CAD deeply affects sexual function in both men and women (34, 35), while sex is the basis of intimate relationships. Reduced sexual activity and satisfaction, erection problems, and orgasmic problems have been described in these patients (36). The patients in the present study also reported similar difficulties (data not shown). Physical disabilities, marital tensions because of impaired sexual activity, and reduced social support due to chronic CAD can influence QOL and increase the risk of depression (6, 37, 38).

Saffron is traditionally known as an aphrodisiac agent. An experimental study on male rats revealed this characteristic for saffron and crocin (14). In this regard, a pilot study was conducted on male erectile dysfunction, reporting the beneficial effects of saffron on male sexual function (39). These studies measured the effects of saffron and its components on sexual dysfunction (erection problems) (14, 39). Our findings, documented by similar scores on HISD within and between the groups, indicated that sexual desire was not affected by the same dose of saffron or crocin.

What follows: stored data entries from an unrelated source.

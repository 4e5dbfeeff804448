//! `hips list`, `hips delete` and `hips export`: operations on the SQLite store.

use std::io::{self, BufRead, Write};
use std::path::{Path, PathBuf};

use hips_io::{json, ImageId, ImageSummary, Store, StoreError};

use crate::{CliError, Context};

fn open_store(ctx: &Context, db: Option<PathBuf>) -> Result<(Store, PathBuf), CliError> {
    let path = ctx.store_path(db);
    if !path.exists() {
        return Err(CliError::store(StoreError::Sqlite(format!("no database at {}", path.display())))
            .with_hint("run `hips ingest DIR` first, or pass --db PATH"));
    }
    let store = Store::open(&path).map_err(CliError::store)?;
    Ok((store, path))
}

/// Local time for display; stored timestamps are RFC 3339 UTC.
fn display_time(created_at: &str) -> String {
    chrono::DateTime::parse_from_rfc3339(created_at)
        .map(|t| t.with_timezone(&chrono::Local).format("%Y-%m-%d %H:%M").to_string())
        .unwrap_or_else(|_| created_at.to_string())
}

fn summaries_json(images: &[ImageSummary]) -> serde_json::Value {
    serde_json::Value::Array(
        images
            .iter()
            .map(|i| {
                serde_json::json!({
                    "id": i.id,
                    "name": i.name,
                    "created_at": i.created_at,
                    "roi_count": i.roi_count,
                    "nucleus_count": i.nucleus_count,
                })
            })
            .collect(),
    )
}

fn write_table(out: &mut impl Write, images: &[ImageSummary]) -> io::Result<()> {
    let name_width = images.iter().map(|i| i.name.len()).max().unwrap_or(0).max(4);
    writeln!(out, "{:>5}  {:<name_width$}  {:>5}  {:>8}  CREATED", "ID", "NAME", "ROIS", "NUCLEI")?;
    for image in images {
        writeln!(
            out,
            "{:>5}  {:<name_width$}  {:>5}  {:>8}  {}",
            image.id,
            image.name,
            image.roi_count,
            image.nucleus_count,
            display_time(&image.created_at),
        )?;
    }
    Ok(())
}

pub fn cmd_list(ctx: &Context, db: Option<PathBuf>, json_output: bool) -> Result<(), CliError> {
    let (store, path) = open_store(ctx, db)?;
    let images = store.list().map_err(CliError::store)?;

    if json_output {
        let text = serde_json::to_string_pretty(&summaries_json(&images))
            .map_err(|e| CliError::io(e.to_string()))?;
        println!("{}", text);
        return Ok(());
    }

    if images.is_empty() {
        eprintln!("No images in {}", path.display());
        return Ok(());
    }

    let stdout = io::stdout();
    let mut handle = stdout.lock();
    write_table(&mut handle, &images).map_err(|e| CliError::io(e.to_string()))
}

fn confirm(prompt: &str) -> bool {
    eprint!("{} [y/N] ", prompt);
    let _ = io::stderr().flush();
    let mut answer = String::new();
    if io::stdin().lock().read_line(&mut answer).is_err() {
        return false;
    }
    matches!(answer.trim(), "y" | "Y" | "yes")
}

pub fn cmd_delete(
    ctx: &Context,
    ids: Vec<ImageId>,
    all: bool,
    yes: bool,
    db: Option<PathBuf>,
) -> Result<(), CliError> {
    let (mut store, path) = open_store(ctx, db)?;

    let removed = if all {
        let count = store.list().map_err(CliError::store)?.len();
        if !yes {
            if !atty::is(atty::Stream::Stdin) {
                return Err(CliError::usage("refusing to delete every image without confirmation")
                    .with_hint("pass --yes to confirm"));
            }
            if !confirm(&format!("Delete all {} images from {}?", count, path.display())) {
                eprintln!("Aborted");
                return Ok(());
            }
        }
        store.delete_all().map_err(CliError::store)?
    } else {
        // Check every ID first so a typo deletes nothing
        let known: Vec<ImageId> = store.list().map_err(CliError::store)?.iter().map(|i| i.id).collect();
        if let Some(&missing) = ids.iter().find(|id| !known.contains(id)) {
            return Err(CliError::store(StoreError::UnknownImage(missing)));
        }
        store.delete(&ids).map_err(CliError::store)?
    };

    println!("Deleted {} image{}", removed, if removed == 1 { "" } else { "s" });
    Ok(())
}

pub fn cmd_export(ctx: &Context, id: ImageId, output: Option<PathBuf>, db: Option<PathBuf>) -> Result<(), CliError> {
    let (store, _) = open_store(ctx, db)?;
    let record = store.load(id).map_err(CliError::store)?;

    match output {
        Some(path) => write_export(&record, &path),
        None => {
            let text = serde_json::to_string_pretty(&record).map_err(|e| CliError::io(e.to_string()))?;
            println!("{}", text);
            Ok(())
        }
    }
}

fn write_export(record: &hips_recon::ImageRecord, path: &Path) -> Result<(), CliError> {
    json::write_record(record, path)
        .map_err(|e| CliError::io(format!("failed to write {}: {}", path.display(), e)))?;
    eprintln!("Wrote {} to {}", record.image_name, path.display());
    Ok(())
}
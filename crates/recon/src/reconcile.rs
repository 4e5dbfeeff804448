//! Object reconciler: index rows by `ObjectCode` and pair meta with props.

use std::collections::{BTreeMap, BTreeSet};

use crate::model::{PairedObject, TypedRow, Value};
use crate::schema::fields;

/// Read an `ObjectCode` value as a non-negative integer, truncating floats.
pub fn identity_of(value: Option<&Value>) -> Option<u64> {
    let x = match value? {
        Value::Int(i) => return u64::try_from(*i).ok(),
        Value::Float(x) => *x,
        Value::Text(s) => s.trim().parse::<f64>().ok()?,
    };
    if !x.is_finite() {
        return None;
    }
    let truncated = x.trunc();
    if truncated < 0.0 || truncated >= u64::MAX as f64 {
        return None;
    }
    Some(truncated as u64)
}

pub type IdentityIndex = BTreeMap<u64, TypedRow>;

#[derive(Debug, Clone, Copy, PartialEq, Eq)]
pub struct DuplicateIdentity {
    pub identity: u64,
    pub count: usize,
}

#[derive(Debug, Clone, PartialEq, Eq)]
pub enum IdentityError {
    /// At least one identity appears on more than one row.
    Duplicates(Vec<DuplicateIdentity>),
    /// A row's `ObjectCode` is null or not a non-negative integer.
    Unreadable { record: usize, value: Option<String> },
}

/// Build an identity → row mapping. Any collision fails the whole file.
pub fn index_by_identity(rows: Vec<TypedRow>) -> Result<IdentityIndex, IdentityError> {
    let mut counts: BTreeMap<u64, usize> = BTreeMap::new();
    let mut keyed = Vec::with_capacity(rows.len());

    for row in rows {
        let value = row.get(fields::OBJECT_CODE);
        let Some(identity) = identity_of(value) else {
            return Err(IdentityError::Unreadable {
                record: row.record,
                value: value.map(|v| v.to_string()),
            });
        };
        *counts.entry(identity).or_default() += 1;
        keyed.push((identity, row));
    }

    let duplicates: Vec<DuplicateIdentity> = counts
        .into_iter()
        .filter(|&(_, count)| count > 1)
        .map(|(identity, count)| DuplicateIdentity { identity, count })
        .collect();
    if !duplicates.is_empty() {
        return Err(IdentityError::Duplicates(duplicates));
    }

    Ok(keyed.into_iter().collect())
}

#[derive(Debug, Clone, Default, PartialEq, Eq)]
pub struct IdentityMismatch {
    pub meta_only: Vec<u64>,
    pub props_only: Vec<u64>,
}

/// Join the two indexes. The key sets must be identical.
pub fn pair_objects(
    meta: IdentityIndex,
    mut props: IdentityIndex,
) -> Result<Vec<PairedObject>, IdentityMismatch> {
    let meta_keys: BTreeSet<u64> = meta.keys().copied().collect();
    let props_keys: BTreeSet<u64> = props.keys().copied().collect();
    if meta_keys != props_keys {
        return Err(IdentityMismatch {
            meta_only: meta_keys.difference(&props_keys).copied().collect(),
            props_only: props_keys.difference(&meta_keys).copied().collect(),
        });
    }

    let mut pairs = Vec::with_capacity(meta.len());
    for (identity, meta_row) in meta {
        if let Some(props_row) = props.remove(&identity) {
            pairs.push(PairedObject {
                identity,
                meta: meta_row,
                props: props_row,
            });
        }
    }
    Ok(pairs)
}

According to the general question related to sexual activity in this study, the number of men who reported sexual compliance (erection frequency and duration) reduced in both SAE and crocin groups (data not shown). However, such questions are not adequate to fully assess the sexual problems of CAD patients. To obtain accurate results in this area, more appropriate and valid tools are needed.

Compared to the placebo group, our findings showed a significant improvement in most QOL domains in the intervention groups. An increase was reported in the total QOL, as well as emotional, physical, and social domains, except for the social domain in the crocin group, which was insignificant. The effects of both SAE and crocin were nearly similar on this health outcome; nonetheless, with respect to emotional functioning, SAE was more affective in comparison with crocin.

The application of health-related QOL questionnaires as endpoints in clinical trials is increasing (3). The results of the present trial revealed that any improvement in mood and depression status could modify all aspects of QOL, which is consistent with our hypothesis in this study. The results of this study cannot firmly show that improvement in depression leads to a better QOL. Overall, improvement in the physical state (documented by the MacNew instrument) could improve the patients’ mood.

4.1. Strengths and Limitations

The present study is the first report about the comparison of saffron and crocin efficacy in ameliorating depression and increasing QOL in CAD patients. Nevertheless, this study had some limitations. Considering the limited sample size, subgroup analysis based on sex was impossible. In fact, sexual behavior and depression patterns vary among men and women. To obtain comprehensive results, it is recommended to conduct further research on both sexes using a large sample size. Moreover, to completely assess sexual life quality in patients, it is suggested to concurrently use several valid and reliable instruments.

4.2. Conclusion

The results of this study indicated the efficacy of saffron and its active constituent, crocin, in the improvement of depression and health-related QOL. Although these agents can be used as suitable adjunct agents in CAD patients, large-scale trials are justified.